- RECORDS FOR THE TASK:
- - - -

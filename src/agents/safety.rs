//! SafetyChecker：补充剂 × 用药的多路径相互作用检查
//!
//! 每个补充剂跑一次 ComprehensiveSafety 查询（五条路径 UNION），结果拼接不去重。
//! 单个补充剂查询失败只计数，全部失败时给出 CHECK_FAILED。

use async_trait::async_trait;

use crate::agents::Specialist;
use crate::core::{
    CheckKind, ConversationState, Interaction, InteractionPathway, SafetyReport, SafetyVerdict,
};
use crate::graph::{text_field, GraphError, GraphQuery, QueryExecutor, Row};

/// 未发现相互作用时的置信度
pub const NO_INTERACTION_CONFIDENCE: f64 = 0.9;
/// 缺少一侧输入（无补充剂 / 无用药）时的中性置信度
pub const MISSING_INPUT_CONFIDENCE: f64 = 0.7;
pub const CHECK_FAILED_CONFIDENCE: f64 = 0.3;
const PARTIAL_FAILURE_PENALTY: f64 = 0.1;

pub struct SafetyChecker {
    executor: QueryExecutor,
}

impl SafetyChecker {
    pub fn new(executor: QueryExecutor) -> Self {
        Self { executor }
    }

    /// 单个补充剂对一组用药的检查
    pub async fn check_supplement(
        &self,
        supplement: &str,
        medications: &[String],
    ) -> Result<Vec<Interaction>, GraphError> {
        let rows = self
            .executor
            .run(&GraphQuery::ComprehensiveSafety {
                supplement: supplement.to_string(),
                medications: medications.to_vec(),
            })
            .await?;
        Ok(interactions_from_rows(&rows))
    }

    /// 对全部补充剂逐一检查并汇总；同时写入 query_log
    pub async fn assess(
        &self,
        supplements: &[String],
        medications: &[String],
        state: &mut ConversationState,
    ) -> SafetyReport {
        if supplements.is_empty() || medications.is_empty() {
            return build_report(supplements, medications, Vec::new());
        }

        let mut outcomes = Vec::with_capacity(supplements.len());
        for supplement in supplements {
            let outcome = self.check_supplement(supplement, medications).await;
            match &outcome {
                Ok(found) => state.log_query("comprehensive_safety", found.len(), true),
                Err(e) => {
                    tracing::warn!("Safety query for '{}' failed: {}", supplement, e);
                    state.log_query("comprehensive_safety", 0, false);
                }
            }
            outcomes.push(outcome);
        }
        build_report(supplements, medications, outcomes)
    }
}

/// 查询行 -> Interaction；pathway 标签无法识别的行丢弃
pub fn interactions_from_rows(rows: &[Row]) -> Vec<Interaction> {
    rows.iter()
        .filter_map(|row| {
            let pathway = text_field(row, "pathway")
                .and_then(|p| InteractionPathway::from_label(&p))?;
            Some(Interaction {
                supplement: text_field(row, "supplement").unwrap_or_default(),
                target: text_field(row, "target").unwrap_or_default(),
                description: text_field(row, "description")
                    .unwrap_or_else(|| "Interaction recorded without description".to_string()),
                severity: text_field(row, "severity")
                    .map(|s| s.to_uppercase())
                    .unwrap_or_else(|| "UNKNOWN".to_string()),
                detail: text_field(row, "detail"),
                pathway,
            })
        })
        .collect()
}

/// 命中路径的默认置信度取最大值（多条路径互相印证）；无命中为 0.9
pub fn pathway_confidence(interactions: &[Interaction]) -> f64 {
    interactions
        .iter()
        .map(|ix| ix.pathway.default_confidence())
        .fold(None, |acc: Option<f64>, c| Some(acc.map_or(c, |a| a.max(c))))
        .unwrap_or(NO_INTERACTION_CONFIDENCE)
}

pub fn build_report(
    supplements: &[String],
    medications: &[String],
    outcomes: Vec<Result<Vec<Interaction>, GraphError>>,
) -> SafetyReport {
    let mut report = SafetyReport {
        safe: true,
        interactions: Vec::new(),
        confidence: MISSING_INPUT_CONFIDENCE,
        verdict: SafetyVerdict::Safe,
        supplements_checked: supplements.to_vec(),
        medications_checked: medications.to_vec(),
        failed_checks: 0,
    };
    if supplements.is_empty() {
        report.verdict = SafetyVerdict::NoSupplements;
        return report;
    }
    if medications.is_empty() {
        report.verdict = SafetyVerdict::NoMedications;
        return report;
    }

    let attempted = outcomes.len();
    for outcome in outcomes {
        match outcome {
            Ok(found) => report.interactions.extend(found),
            Err(_) => report.failed_checks += 1,
        }
    }

    if attempted > 0 && report.failed_checks == attempted {
        report.safe = false;
        report.verdict = SafetyVerdict::CheckFailed;
        report.confidence = CHECK_FAILED_CONFIDENCE;
        return report;
    }

    report.safe = report.interactions.is_empty();
    report.verdict = if report.safe {
        SafetyVerdict::Safe
    } else {
        SafetyVerdict::CautionAdvised
    };
    let mut confidence = pathway_confidence(&report.interactions);
    if report.failed_checks > 0 {
        confidence -= PARTIAL_FAILURE_PENALTY;
    }
    report.confidence = confidence.clamp(0.0, 1.0);
    report
}

/// 证据链摘要
pub fn evidence_line(report: &SafetyReport) -> String {
    match report.verdict {
        SafetyVerdict::NoSupplements => "Safety check: no supplements to check".to_string(),
        SafetyVerdict::NoMedications => {
            "Safety check: no medications to check against".to_string()
        }
        SafetyVerdict::CheckFailed => format!(
            "Safety check: all {} interaction queries failed",
            report.failed_checks
        ),
        SafetyVerdict::Safe => format!(
            "Safety check: No interactions found for {} with {}",
            report.supplements_checked.join(", "),
            report.medications_checked.join(", ")
        ),
        SafetyVerdict::CautionAdvised => {
            let summary = report
                .by_pathway()
                .iter()
                .map(|(p, n)| format!("{}: {}", p, n))
                .collect::<Vec<_>>()
                .join(", ");
            format!(
                "Safety check: {} interaction(s) found ({})",
                report.interactions.len(),
                summary
            )
        }
    }
}

#[async_trait]
impl Specialist for SafetyChecker {
    fn kind(&self) -> CheckKind {
        CheckKind::Safety
    }

    async fn run(&self, mut state: ConversationState) -> ConversationState {
        let supplements = state.supplement_names();
        let medications = state.medication_names();
        tracing::info!(
            "Safety check: {} supplement(s) x {} medication(s)",
            supplements.len(),
            medications.len()
        );

        let report = self.assess(&supplements, &medications, &mut state).await;
        tracing::info!(
            "Safety check complete: {} ({} interactions, confidence {:.2})",
            report.verdict,
            report.interactions.len(),
            report.confidence
        );
        state.evidence_chain.push(evidence_line(&report));
        if let Err(e) = state.record_safety(report) {
            tracing::warn!("Discarding duplicate safety result: {}", e);
        }
        state
    }
}

#[cfg(test)]
mod tests {
    use super::*;
    use crate::core::{PatientProfile, RetryPolicy};
    use crate::graph::InMemoryGraph;
    use std::sync::Arc;

    fn names(items: &[&str]) -> Vec<String> {
        items.iter().map(|s| s.to_string()).collect()
    }

    fn ix(pathway: InteractionPathway) -> Interaction {
        Interaction {
            supplement: "S".into(),
            target: "M".into(),
            description: "d".into(),
            severity: "HIGH".into(),
            detail: None,
            pathway,
        }
    }

    #[test]
    fn test_confidence_by_pathway() {
        assert_eq!(pathway_confidence(&[]), NO_INTERACTION_CONFIDENCE);
        assert_eq!(pathway_confidence(&[ix(InteractionPathway::SimilarEffect)]), 0.75);
        assert_eq!(
            pathway_confidence(&[
                ix(InteractionPathway::SimilarEffect),
                ix(InteractionPathway::DirectSupplementMedication)
            ]),
            0.85
        );
    }

    #[test]
    fn test_missing_inputs_and_failures() {
        let report = build_report(&[], &names(&["Warfarin"]), vec![]);
        assert_eq!(report.verdict, SafetyVerdict::NoSupplements);
        assert!(report.safe);

        let report = build_report(&names(&["Fish Oil"]), &[], vec![]);
        assert_eq!(report.verdict, SafetyVerdict::NoMedications);

        let report = build_report(
            &names(&["Fish Oil", "Zinc"]),
            &names(&["Warfarin"]),
            vec![Err(GraphError::Timeout), Err(GraphError::Timeout)],
        );
        assert_eq!(report.verdict, SafetyVerdict::CheckFailed);
        assert!(!report.safe);
        assert_eq!(report.confidence, CHECK_FAILED_CONFIDENCE);

        let report = build_report(
            &names(&["Fish Oil", "Zinc"]),
            &names(&["Warfarin"]),
            vec![Ok(vec![]), Err(GraphError::Timeout)],
        );
        assert_eq!(report.verdict, SafetyVerdict::Safe);
        assert!((report.confidence - 0.8).abs() < 1e-9);
        assert_eq!(report.failed_checks, 1);
    }

    #[tokio::test]
    async fn test_run_records_slot_and_evidence() {
        let graph = InMemoryGraph::new()
            .node("DB00682", "Drug", "Warfarin")
            .node("M1", "Medication", "Warfarin")
            .node("S07", "Supplement", "Fish Oil")
            .node("C1", "Category", "Anticoagulant")
            .edge("M1", "CONTAINS_DRUG", "DB00682")
            .edge("DB00682", "BELONGS_TO", "C1")
            .edge("S07", "HAS_SIMILAR_EFFECT_TO", "C1");
        let checker = SafetyChecker::new(QueryExecutor::new(Arc::new(graph), RetryPolicy::none()));
        let profile = PatientProfile {
            medications: names(&["Warfarin"]),
            supplements: names(&["Fish Oil"]),
            ..Default::default()
        };
        let state = checker.run(ConversationState::new("Is Fish Oil safe?", profile)).await;

        let report = state.safety().unwrap();
        assert!(!report.safe);
        assert_eq!(report.verdict, SafetyVerdict::CautionAdvised);
        assert!((report.confidence - 0.75).abs() < 1e-9);
        assert_eq!(
            state.evidence_chain.entries().last().map(String::as_str),
            Some("Safety check: 1 interaction(s) found (SIMILAR_EFFECT: 1)")
        );
        assert_eq!(state.query_log().len(), 1);
    }
}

- - - -

From the first line of the listing above through the line that contains "pub struct SafetyChecker", retype every line exactly, and write nothing else.

filename src/agents/safety.rs
//! SafetyChecker：补充剂 × 用药的多路径相互作用检查
//!
//! 每个补充剂跑一次 ComprehensiveSafety 查询（五条路径 UNION），结果拼接不去重。
//! 单个补充剂查询失败只计数，全部失败时给出 CHECK_FAILED。

use async_trait::async_trait;

use crate::agents::Specialist;
use crate::core::{
    CheckKind, ConversationState, Interaction, InteractionPathway, SafetyReport, SafetyVerdict,
};
use crate::graph::{text_field, GraphError, GraphQuery, QueryExecutor, Row};

/// 未发现相互作用时的置信度
pub const NO_INTERACTION_CONFIDENCE: f64 = 0.9;
/// 缺少一侧输入（无补充剂 / 无用药）时的中性置信度
pub const MISSING_INPUT_CONFIDENCE: f64 = 0.7;
pub const CHECK_FAILED_CONFIDENCE: f64 = 0.3;
const PARTIAL_FAILURE_PENALTY: f64 = 0.1;

pub struct SafetyChecker {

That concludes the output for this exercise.